> _Task to complete_: Give the data again exactly, stopping after the "are taken from" line.

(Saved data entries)

────────

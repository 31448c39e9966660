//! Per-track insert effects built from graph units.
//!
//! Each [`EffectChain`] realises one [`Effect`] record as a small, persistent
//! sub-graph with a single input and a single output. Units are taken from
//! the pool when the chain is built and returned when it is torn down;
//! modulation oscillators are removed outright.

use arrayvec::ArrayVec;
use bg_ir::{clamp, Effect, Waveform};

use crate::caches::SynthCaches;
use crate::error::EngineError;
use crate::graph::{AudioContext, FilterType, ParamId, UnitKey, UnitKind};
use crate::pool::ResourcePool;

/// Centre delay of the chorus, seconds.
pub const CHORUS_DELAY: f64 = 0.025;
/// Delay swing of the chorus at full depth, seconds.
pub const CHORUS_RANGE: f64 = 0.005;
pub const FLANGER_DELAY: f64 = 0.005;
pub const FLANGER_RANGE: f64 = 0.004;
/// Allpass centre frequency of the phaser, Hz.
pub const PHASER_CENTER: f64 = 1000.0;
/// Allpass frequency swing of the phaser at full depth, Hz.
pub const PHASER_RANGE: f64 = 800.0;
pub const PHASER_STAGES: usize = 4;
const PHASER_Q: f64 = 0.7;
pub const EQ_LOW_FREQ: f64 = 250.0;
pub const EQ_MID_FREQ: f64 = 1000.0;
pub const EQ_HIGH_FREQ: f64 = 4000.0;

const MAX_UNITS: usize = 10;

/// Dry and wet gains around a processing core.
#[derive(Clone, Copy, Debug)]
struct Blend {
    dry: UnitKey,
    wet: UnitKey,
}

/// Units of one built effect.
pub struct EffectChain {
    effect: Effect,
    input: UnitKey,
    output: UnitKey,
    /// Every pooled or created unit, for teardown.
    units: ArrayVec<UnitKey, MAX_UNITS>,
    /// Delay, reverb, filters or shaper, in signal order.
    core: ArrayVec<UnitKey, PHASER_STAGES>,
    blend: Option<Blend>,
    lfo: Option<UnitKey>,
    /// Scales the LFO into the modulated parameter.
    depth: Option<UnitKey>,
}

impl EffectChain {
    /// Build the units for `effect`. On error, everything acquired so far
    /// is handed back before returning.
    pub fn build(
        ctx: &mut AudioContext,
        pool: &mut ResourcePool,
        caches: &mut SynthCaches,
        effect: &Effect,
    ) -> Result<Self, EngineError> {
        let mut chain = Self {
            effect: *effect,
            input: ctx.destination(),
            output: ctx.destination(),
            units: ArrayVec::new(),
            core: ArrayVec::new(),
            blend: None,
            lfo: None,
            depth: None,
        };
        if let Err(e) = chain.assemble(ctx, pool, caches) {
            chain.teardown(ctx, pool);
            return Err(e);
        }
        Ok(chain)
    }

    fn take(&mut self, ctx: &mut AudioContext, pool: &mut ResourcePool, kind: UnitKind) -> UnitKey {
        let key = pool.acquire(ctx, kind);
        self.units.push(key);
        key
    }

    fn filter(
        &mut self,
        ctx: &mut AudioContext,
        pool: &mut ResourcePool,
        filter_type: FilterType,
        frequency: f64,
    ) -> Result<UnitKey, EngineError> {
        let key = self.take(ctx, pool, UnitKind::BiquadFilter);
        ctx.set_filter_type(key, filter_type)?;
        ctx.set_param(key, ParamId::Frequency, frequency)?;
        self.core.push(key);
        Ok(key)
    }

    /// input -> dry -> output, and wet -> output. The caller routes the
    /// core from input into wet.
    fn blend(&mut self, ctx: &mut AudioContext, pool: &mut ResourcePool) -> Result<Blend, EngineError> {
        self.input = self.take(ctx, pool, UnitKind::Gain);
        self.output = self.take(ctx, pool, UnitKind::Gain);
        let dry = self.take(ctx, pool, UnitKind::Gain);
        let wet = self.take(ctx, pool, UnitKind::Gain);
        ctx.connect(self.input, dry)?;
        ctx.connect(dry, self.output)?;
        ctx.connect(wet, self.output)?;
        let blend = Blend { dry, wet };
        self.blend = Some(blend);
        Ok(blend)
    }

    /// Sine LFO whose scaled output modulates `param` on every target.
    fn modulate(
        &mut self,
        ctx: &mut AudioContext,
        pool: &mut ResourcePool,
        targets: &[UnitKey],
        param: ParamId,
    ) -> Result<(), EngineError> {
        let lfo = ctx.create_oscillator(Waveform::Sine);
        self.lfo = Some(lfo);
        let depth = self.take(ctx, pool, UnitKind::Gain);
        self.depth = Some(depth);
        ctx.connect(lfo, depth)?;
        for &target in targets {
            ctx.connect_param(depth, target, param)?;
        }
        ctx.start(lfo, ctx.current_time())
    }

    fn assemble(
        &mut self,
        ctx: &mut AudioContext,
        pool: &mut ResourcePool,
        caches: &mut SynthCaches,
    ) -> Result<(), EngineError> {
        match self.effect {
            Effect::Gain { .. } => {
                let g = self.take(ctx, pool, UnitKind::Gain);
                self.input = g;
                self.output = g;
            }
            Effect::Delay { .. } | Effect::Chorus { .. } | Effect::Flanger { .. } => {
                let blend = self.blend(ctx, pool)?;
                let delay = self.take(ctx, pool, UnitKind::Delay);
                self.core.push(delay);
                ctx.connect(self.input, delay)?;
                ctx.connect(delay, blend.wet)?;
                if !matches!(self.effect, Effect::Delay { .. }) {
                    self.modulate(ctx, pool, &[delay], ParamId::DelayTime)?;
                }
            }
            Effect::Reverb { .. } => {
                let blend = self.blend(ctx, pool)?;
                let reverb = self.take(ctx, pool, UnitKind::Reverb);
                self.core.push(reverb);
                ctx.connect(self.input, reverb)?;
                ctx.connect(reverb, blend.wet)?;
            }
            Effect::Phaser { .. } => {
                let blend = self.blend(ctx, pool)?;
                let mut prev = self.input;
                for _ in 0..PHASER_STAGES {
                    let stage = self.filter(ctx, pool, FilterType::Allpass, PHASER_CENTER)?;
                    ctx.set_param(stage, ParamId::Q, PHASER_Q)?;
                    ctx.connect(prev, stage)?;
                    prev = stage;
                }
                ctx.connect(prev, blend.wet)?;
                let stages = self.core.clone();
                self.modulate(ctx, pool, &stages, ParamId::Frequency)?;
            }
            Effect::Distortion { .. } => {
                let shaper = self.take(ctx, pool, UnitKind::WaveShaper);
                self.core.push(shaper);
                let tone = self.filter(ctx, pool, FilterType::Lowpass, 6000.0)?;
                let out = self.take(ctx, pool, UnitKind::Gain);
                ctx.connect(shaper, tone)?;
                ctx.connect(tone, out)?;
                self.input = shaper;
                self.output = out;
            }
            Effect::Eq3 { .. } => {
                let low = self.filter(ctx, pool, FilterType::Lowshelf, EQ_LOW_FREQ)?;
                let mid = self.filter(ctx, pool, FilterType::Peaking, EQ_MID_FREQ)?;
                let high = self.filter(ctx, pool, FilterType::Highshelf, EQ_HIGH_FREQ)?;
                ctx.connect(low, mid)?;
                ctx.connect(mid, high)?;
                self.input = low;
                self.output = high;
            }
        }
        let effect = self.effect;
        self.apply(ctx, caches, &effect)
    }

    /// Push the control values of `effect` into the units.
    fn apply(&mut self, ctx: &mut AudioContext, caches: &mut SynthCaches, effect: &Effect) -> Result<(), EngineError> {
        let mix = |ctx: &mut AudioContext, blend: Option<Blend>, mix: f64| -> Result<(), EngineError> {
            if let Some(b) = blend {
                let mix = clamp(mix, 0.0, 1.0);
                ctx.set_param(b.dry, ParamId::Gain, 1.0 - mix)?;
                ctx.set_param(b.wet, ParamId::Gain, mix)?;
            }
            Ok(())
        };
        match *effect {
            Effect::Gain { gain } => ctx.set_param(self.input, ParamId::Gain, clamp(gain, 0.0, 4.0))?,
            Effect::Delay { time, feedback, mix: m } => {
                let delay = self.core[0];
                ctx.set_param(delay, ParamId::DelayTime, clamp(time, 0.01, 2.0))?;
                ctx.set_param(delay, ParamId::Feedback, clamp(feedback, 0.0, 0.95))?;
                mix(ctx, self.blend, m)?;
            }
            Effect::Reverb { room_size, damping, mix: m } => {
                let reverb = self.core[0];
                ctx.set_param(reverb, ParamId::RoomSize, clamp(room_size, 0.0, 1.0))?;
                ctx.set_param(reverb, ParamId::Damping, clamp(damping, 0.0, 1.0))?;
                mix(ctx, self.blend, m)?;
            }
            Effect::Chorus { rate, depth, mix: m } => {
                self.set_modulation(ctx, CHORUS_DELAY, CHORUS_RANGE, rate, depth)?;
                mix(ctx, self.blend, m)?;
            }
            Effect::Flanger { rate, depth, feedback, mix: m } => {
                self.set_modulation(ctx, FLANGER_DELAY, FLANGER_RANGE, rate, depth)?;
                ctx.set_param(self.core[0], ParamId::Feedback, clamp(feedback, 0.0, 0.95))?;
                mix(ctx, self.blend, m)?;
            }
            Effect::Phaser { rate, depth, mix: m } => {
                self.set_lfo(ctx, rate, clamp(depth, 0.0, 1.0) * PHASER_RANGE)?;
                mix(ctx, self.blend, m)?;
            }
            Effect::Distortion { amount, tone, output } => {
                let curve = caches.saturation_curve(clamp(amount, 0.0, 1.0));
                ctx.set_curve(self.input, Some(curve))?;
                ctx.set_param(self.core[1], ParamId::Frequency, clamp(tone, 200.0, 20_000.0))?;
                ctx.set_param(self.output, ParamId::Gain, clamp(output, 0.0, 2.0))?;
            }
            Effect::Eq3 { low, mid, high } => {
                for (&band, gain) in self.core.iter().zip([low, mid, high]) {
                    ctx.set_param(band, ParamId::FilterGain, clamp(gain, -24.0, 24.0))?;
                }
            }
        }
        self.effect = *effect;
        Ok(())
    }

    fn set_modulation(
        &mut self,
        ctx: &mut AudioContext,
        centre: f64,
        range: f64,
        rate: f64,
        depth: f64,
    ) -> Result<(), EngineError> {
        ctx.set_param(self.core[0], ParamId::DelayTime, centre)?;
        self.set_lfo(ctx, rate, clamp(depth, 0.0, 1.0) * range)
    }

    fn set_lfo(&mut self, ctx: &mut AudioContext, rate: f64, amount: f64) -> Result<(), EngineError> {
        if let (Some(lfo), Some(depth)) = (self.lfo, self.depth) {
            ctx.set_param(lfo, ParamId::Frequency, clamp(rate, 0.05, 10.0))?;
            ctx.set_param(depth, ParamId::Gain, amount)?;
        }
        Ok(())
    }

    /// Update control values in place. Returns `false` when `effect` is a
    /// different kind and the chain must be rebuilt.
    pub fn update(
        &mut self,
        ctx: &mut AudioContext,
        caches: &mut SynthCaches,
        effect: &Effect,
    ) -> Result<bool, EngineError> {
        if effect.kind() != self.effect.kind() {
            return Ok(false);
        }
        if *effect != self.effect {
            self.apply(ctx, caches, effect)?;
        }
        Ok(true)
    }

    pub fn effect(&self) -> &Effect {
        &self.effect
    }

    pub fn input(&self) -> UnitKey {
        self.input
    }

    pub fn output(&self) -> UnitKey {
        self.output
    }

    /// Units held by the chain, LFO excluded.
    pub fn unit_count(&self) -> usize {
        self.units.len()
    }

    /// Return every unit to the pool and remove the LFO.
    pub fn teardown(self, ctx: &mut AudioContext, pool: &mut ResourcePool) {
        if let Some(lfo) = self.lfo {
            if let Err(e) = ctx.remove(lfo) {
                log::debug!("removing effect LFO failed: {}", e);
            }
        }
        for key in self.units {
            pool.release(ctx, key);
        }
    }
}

────────

> _Completed task_:
repository 31448c39e9966660
//! Per-track insert effects built from graph units.
//!
//! Each [`EffectChain`] realises one [`Effect`] record as a small, persistent
//! sub-graph with a single input and a single output. Units are taken from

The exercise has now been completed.